Kendrick Lamar – good kid, m.A.A.d city
(released October 22, 2012; #1 on 2012 Pitchfork Albums of
the Year list)
This album is considered a modern classic, including by me,
sort of, but my method of listening to music where wack ass songs get deleted
helped me forget the very obvious corporate record label forced manufacturing
that took place on this album. Like, I had zero memory of the song featuring
Dre, and though I remembered there was a song with Drake, I hadn’t listened to
it more than the two times it took me to delete that worthless shit when this
came out. Those are two pretty big marks against all-time classic, because both
are otherwise great songs that didn’t really need some proven seller chump
motherfucker trashing up the track with garbage, but the record label gonna get
what it wants, and force shit as far as it has to in order to get the proper
sales. But having recently before this listened to Section.80, it made me sad
to see artistic vision get filtered through corporate outlets. I mean, Kendrick
still had his vision – the vignettes obviously weaving the tale of the young
man ate the fuck up by a wild ass city. But they gave him some pretty bulky
non-fitting blocks to tack into the project. Still though, there’s so many
great tracks on here, and such a great album in its entirety. The MC Eiht
feature makes good the negative of including Dre, and I still sing Kendrick’s
Pop’s song – “girl… gurllll… I want your body, cuz of that big ol’ fat ass”

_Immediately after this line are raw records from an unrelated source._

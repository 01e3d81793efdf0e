/// PromptCut Service - HTTP Server
///
/// Upload reservation, payment gating, directive compilation, and the
/// edit-job lifecycle behind one HTTP surface.
use actix_cors::Cors;
use actix_web::{middleware as actix_middleware, web, App, HttpServer};
use promptcut_service::handlers;
use promptcut_service::middleware;
use promptcut_service::services::{
    jobs, storage, DetachedEngine, ExecutionEngine, JobService, MockEngine,
};
use promptcut_service::Config;
use sqlx::postgres::PgPoolOptions;
use std::io;
use std::sync::Arc;
use std::time::Duration;
use tracing_subscriber::EnvFilter;

/// Interval of the background sweep that reclaims expired outputs
const EXPIRY_SWEEP_INTERVAL: Duration = Duration::from_secs(3600);

#[actix_web::main]
async fn main() -> io::Result<()> {
    dotenvy::dotenv().ok();

    tracing_subscriber::fmt()
        .with_env_filter(EnvFilter::try_from_default_env().unwrap_or_else(|_| "info".into()))
        .init();

    let config = Config::from_env()
        .map_err(|e| io::Error::new(io::ErrorKind::Other, format!("Invalid configuration: {e}")))?;

    let bind_address = format!("{}:{}", config.app.host, config.app.port);
    tracing::info!(%bind_address, env = %config.app.env, "promptcut-service starting");

    let db_pool = PgPoolOptions::new()
        .max_connections(config.database.max_connections)
        .connect(&config.database.url)
        .await
        .map_err(|e| io::Error::new(io::ErrorKind::Other, format!("Database connect failed: {e}")))?;

    sqlx::migrate!("./migrations")
        .run(&db_pool)
        .await
        .map_err(|e| io::Error::new(io::ErrorKind::Other, format!("Migration failed: {e}")))?;

    let s3_client = storage::get_s3_client(&config.s3)
        .await
        .map_err(|e| io::Error::new(io::ErrorKind::Other, format!("S3 init failed: {e}")))?;

    if let Err(e) = storage::health_check(&s3_client, &config.s3).await {
        return Err(io::Error::new(io::ErrorKind::Other, format!("{e}")));
    }

    let engine: Arc<dyn ExecutionEngine> = if config.engine.enable_mock {
        tracing::info!("using in-process mock execution engine");
        Arc::new(MockEngine::new(db_pool.clone()))
    } else {
        tracing::info!("expecting external execution engine callbacks");
        Arc::new(DetachedEngine)
    };

    let job_service = web::Data::new(JobService::new(db_pool.clone(), engine));

    // Reclamation sweep for outputs whose download window has closed.
    // Reads apply expiry lazily as well, so a missed tick is harmless.
    {
        let sweep_pool = db_pool.clone();
        let sweep_client = s3_client.clone();
        let sweep_s3_config = config.s3.clone();
        tokio::spawn(async move {
            let mut ticker = tokio::time::interval(EXPIRY_SWEEP_INTERVAL);
            loop {
                ticker.tick().await;
                match jobs::run_expiry_sweep(&sweep_pool).await {
                    Ok(expired) => {
                        for job in expired {
                            if let Some(key) = job.download_key {
                                if let Err(e) =
                                    storage::delete_object(&sweep_client, &sweep_s3_config, &key)
                                        .await
                                {
                                    tracing::warn!(job_id = %job.id, error = %e, "output cleanup failed");
                                }
                            }
                        }
                    }
                    Err(e) => tracing::warn!(error = %e, "expiry sweep failed"),
                }
            }
        });
    }

    let config_data = web::Data::new(config.clone());
    let pool_data = web::Data::new(db_pool);
    let s3_data = web::Data::new(s3_client);

    HttpServer::new(move || {
        let mut cors = Cors::default()
            .allowed_methods(vec!["GET", "POST"])
            .allow_any_header()
            .max_age(3600);
        for origin in &config.cors.allowed_origins {
            cors = if origin == "*" {
                Cors::permissive()
            } else {
                cors.allowed_origin(origin)
            };
        }

        App::new()
            .app_data(config_data.clone())
            .app_data(pool_data.clone())
            .app_data(s3_data.clone())
            .app_data(job_service.clone())
            .wrap(cors)
            .wrap(actix_middleware::Logger::default())
            .route("/api/v1/health", web::get().to(handlers::health))
            .route(
                "/api/v1/health/ready",
                web::get().to(|| async { actix_web::HttpResponse::Ok().finish() }),
            )
            .route(
                "/api/v1/health/live",
                web::get().to(|| async { actix_web::HttpResponse::Ok().finish() }),
            )
            .route("/metrics", web::get().to(handlers::metrics_endpoint))
            .service(
                web::scope("/internal")
                    .route("/jobs/{job_id}/result", web::post().to(handlers::job_result)),
            )
            .service(
                web::scope("/api/v1")
                    .wrap(middleware::IdentityMiddleware)
                    .wrap(middleware::MetricsMiddleware)
                    .service(
                        web::scope("/uploads")
                            .route("", web::post().to(handlers::init_upload))
                            .route("/{session_id}", web::get().to(handlers::get_session))
                            .route(
                                "/{session_id}/complete",
                                web::post().to(handlers::complete_upload),
                            ),
                    )
                    .service(
                        web::scope("/billing")
                            .route("/quote", web::get().to(handlers::preview_quote))
                            .route(
                                "/quotes/{quote_id}/confirm",
                                web::post().to(handlers::confirm_quote),
                            ),
                    )
                    .service(
                        web::scope("/jobs")
                            .route("", web::post().to(handlers::create_job))
                            .route("", web::get().to(handlers::list_jobs))
                            .route("/{job_id}", web::get().to(handlers::get_job))
                            .route("/{job_id}/download", web::get().to(handlers::download_job)),
                    ),
            )
    })
    .bind(&bind_address)?
    .run()
    .await
}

about three times a week, often times directly to my wife. (She does not
appreciate this, but woman have been culturally trained to think “big ol’ fat
ass” is a derogatory view, which just drives home the point that culture is
kinda some bullshit a lot of times, isn’t ?) Still though, nothing can excuse
Drake. SEVEN STARS (*******)!
THE WINNER: I’m such a dumbass – I actually wrestled back
and forth with whether I should put Killer Mike or Kendrick Lamar over in this
trio, because both are so great. At one point, I was gonna justify eliminating
Kendrick by the Drake feature, but that seems too unfairly harsh, as his vision
for the album certainly outshines Mr. Rap Cosplay’s single verse. Strangely
enough, ti came down to revolutionary theory for me, because both albums are pretty
strong anti-establishment statements, but Kendrick’s tends to sink back to
Christ as savior on this Earth. Accept Christ, and all the fucked up shit you
are forced to suffer is okay. Killer Mike, though he clearly acknowledges his
Christian-like beliefs in “Ghetto Gospel”, is not on that turn the other cheek
tip. He knows that devils gotta be blasted back sometimes. It’s all like the
term “jihad” in Islamic philosophy, which we know due to western media fear
creation to mean a war against the west. But just as important (perhaps more)
is the internal jihad waged in your own heart. I feel more attuned to that
internal jihad, but not to the point I can ignore the external one that needs
to be waged now and then to back those fuckers up and give people space to live
good lives. I can’t accept Christ alone by himself as the sugar tonic to this
sour ass world. So I give the win to R.A.P. Music.